*INFORMATION GIVEN*.
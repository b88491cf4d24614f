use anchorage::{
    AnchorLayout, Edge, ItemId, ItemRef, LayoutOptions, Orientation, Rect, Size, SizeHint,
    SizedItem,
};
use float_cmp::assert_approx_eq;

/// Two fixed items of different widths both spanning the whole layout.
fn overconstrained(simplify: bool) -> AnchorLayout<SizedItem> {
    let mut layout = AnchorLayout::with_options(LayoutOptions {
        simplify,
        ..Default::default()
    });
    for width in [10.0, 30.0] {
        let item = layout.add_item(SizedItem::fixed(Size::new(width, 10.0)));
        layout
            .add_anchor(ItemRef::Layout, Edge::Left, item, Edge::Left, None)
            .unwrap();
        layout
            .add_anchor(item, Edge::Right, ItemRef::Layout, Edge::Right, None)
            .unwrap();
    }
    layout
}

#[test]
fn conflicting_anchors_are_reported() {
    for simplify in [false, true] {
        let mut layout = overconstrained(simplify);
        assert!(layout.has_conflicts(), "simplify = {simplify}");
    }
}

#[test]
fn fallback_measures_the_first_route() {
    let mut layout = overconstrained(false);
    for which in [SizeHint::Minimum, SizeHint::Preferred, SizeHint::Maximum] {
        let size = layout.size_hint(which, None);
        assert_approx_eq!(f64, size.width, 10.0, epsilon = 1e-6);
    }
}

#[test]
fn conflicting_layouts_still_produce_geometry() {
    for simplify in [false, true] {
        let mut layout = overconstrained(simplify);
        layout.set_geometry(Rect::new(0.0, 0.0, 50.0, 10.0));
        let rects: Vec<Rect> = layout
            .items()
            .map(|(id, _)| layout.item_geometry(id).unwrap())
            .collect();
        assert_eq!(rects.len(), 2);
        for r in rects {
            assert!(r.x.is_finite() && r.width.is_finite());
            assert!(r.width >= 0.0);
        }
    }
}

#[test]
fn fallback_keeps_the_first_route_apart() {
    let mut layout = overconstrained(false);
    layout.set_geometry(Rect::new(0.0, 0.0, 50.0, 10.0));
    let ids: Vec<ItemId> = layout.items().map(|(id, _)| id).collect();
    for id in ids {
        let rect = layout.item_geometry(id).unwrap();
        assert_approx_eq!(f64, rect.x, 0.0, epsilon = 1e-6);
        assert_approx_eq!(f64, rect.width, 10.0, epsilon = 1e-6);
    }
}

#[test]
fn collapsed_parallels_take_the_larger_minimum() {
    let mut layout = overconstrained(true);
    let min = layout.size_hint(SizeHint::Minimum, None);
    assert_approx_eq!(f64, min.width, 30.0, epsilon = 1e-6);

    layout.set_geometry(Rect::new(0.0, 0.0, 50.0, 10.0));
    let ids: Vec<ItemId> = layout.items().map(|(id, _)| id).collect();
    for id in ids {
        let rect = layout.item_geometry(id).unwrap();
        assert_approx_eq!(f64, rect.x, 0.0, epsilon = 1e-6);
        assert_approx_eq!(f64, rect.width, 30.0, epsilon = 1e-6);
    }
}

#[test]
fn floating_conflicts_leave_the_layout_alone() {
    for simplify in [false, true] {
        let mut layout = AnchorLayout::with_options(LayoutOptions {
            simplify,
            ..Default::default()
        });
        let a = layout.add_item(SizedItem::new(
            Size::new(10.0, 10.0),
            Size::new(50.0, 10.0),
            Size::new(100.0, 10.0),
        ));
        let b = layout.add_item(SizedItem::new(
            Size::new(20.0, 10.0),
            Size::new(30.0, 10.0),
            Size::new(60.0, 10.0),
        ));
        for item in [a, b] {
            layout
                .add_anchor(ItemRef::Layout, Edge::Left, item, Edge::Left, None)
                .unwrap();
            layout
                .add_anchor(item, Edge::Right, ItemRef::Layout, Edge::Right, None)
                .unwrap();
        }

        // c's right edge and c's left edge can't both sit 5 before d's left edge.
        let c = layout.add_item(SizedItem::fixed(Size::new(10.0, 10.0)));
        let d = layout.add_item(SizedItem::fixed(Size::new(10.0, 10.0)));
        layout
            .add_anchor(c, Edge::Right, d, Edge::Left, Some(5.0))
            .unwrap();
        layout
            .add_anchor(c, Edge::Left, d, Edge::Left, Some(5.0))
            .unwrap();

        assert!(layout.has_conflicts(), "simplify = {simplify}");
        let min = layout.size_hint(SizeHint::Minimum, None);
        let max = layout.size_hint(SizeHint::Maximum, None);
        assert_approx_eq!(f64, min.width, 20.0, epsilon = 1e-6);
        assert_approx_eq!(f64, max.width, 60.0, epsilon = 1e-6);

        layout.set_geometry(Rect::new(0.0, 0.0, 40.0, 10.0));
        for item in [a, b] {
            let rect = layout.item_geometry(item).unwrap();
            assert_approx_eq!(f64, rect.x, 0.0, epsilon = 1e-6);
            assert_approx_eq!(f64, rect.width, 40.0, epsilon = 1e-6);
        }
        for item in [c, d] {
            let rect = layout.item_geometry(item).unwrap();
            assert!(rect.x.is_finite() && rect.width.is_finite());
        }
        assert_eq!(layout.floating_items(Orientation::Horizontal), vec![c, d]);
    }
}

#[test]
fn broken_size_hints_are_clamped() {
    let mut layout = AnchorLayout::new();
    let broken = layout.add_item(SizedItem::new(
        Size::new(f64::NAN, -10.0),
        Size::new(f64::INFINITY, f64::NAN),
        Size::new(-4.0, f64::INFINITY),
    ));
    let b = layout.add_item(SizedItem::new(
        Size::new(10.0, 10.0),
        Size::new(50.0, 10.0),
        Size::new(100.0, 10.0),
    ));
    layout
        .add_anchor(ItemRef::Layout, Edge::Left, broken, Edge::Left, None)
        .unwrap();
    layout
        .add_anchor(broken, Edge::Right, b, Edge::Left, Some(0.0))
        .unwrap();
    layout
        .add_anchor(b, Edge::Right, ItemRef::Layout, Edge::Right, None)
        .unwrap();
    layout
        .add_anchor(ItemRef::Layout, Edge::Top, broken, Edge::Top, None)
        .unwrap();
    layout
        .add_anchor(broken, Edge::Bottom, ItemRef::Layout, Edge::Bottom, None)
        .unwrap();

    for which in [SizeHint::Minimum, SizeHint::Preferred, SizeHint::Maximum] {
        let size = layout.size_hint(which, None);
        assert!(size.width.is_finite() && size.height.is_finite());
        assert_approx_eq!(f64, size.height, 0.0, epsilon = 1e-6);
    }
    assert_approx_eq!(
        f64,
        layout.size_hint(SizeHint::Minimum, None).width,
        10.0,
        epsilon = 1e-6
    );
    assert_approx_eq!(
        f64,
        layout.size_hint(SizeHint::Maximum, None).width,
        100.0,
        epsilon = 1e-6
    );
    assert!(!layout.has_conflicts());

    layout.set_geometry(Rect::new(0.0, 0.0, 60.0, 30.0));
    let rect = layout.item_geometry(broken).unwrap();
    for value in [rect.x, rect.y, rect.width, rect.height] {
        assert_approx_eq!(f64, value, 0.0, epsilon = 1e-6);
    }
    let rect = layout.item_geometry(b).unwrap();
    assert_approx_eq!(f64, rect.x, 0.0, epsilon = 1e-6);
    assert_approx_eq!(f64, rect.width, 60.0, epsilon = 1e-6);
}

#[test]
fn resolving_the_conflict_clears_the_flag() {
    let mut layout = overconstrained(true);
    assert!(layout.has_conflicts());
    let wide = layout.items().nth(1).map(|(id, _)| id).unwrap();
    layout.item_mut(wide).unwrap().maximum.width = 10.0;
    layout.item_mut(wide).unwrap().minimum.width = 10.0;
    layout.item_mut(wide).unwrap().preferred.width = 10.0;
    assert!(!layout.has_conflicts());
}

*WHAT THE TASK REQUIRES*.
Within the records above, find every line holding the word "LayoutOptions" and give the total as a bare number.

*YOUR SOLUTION*.
3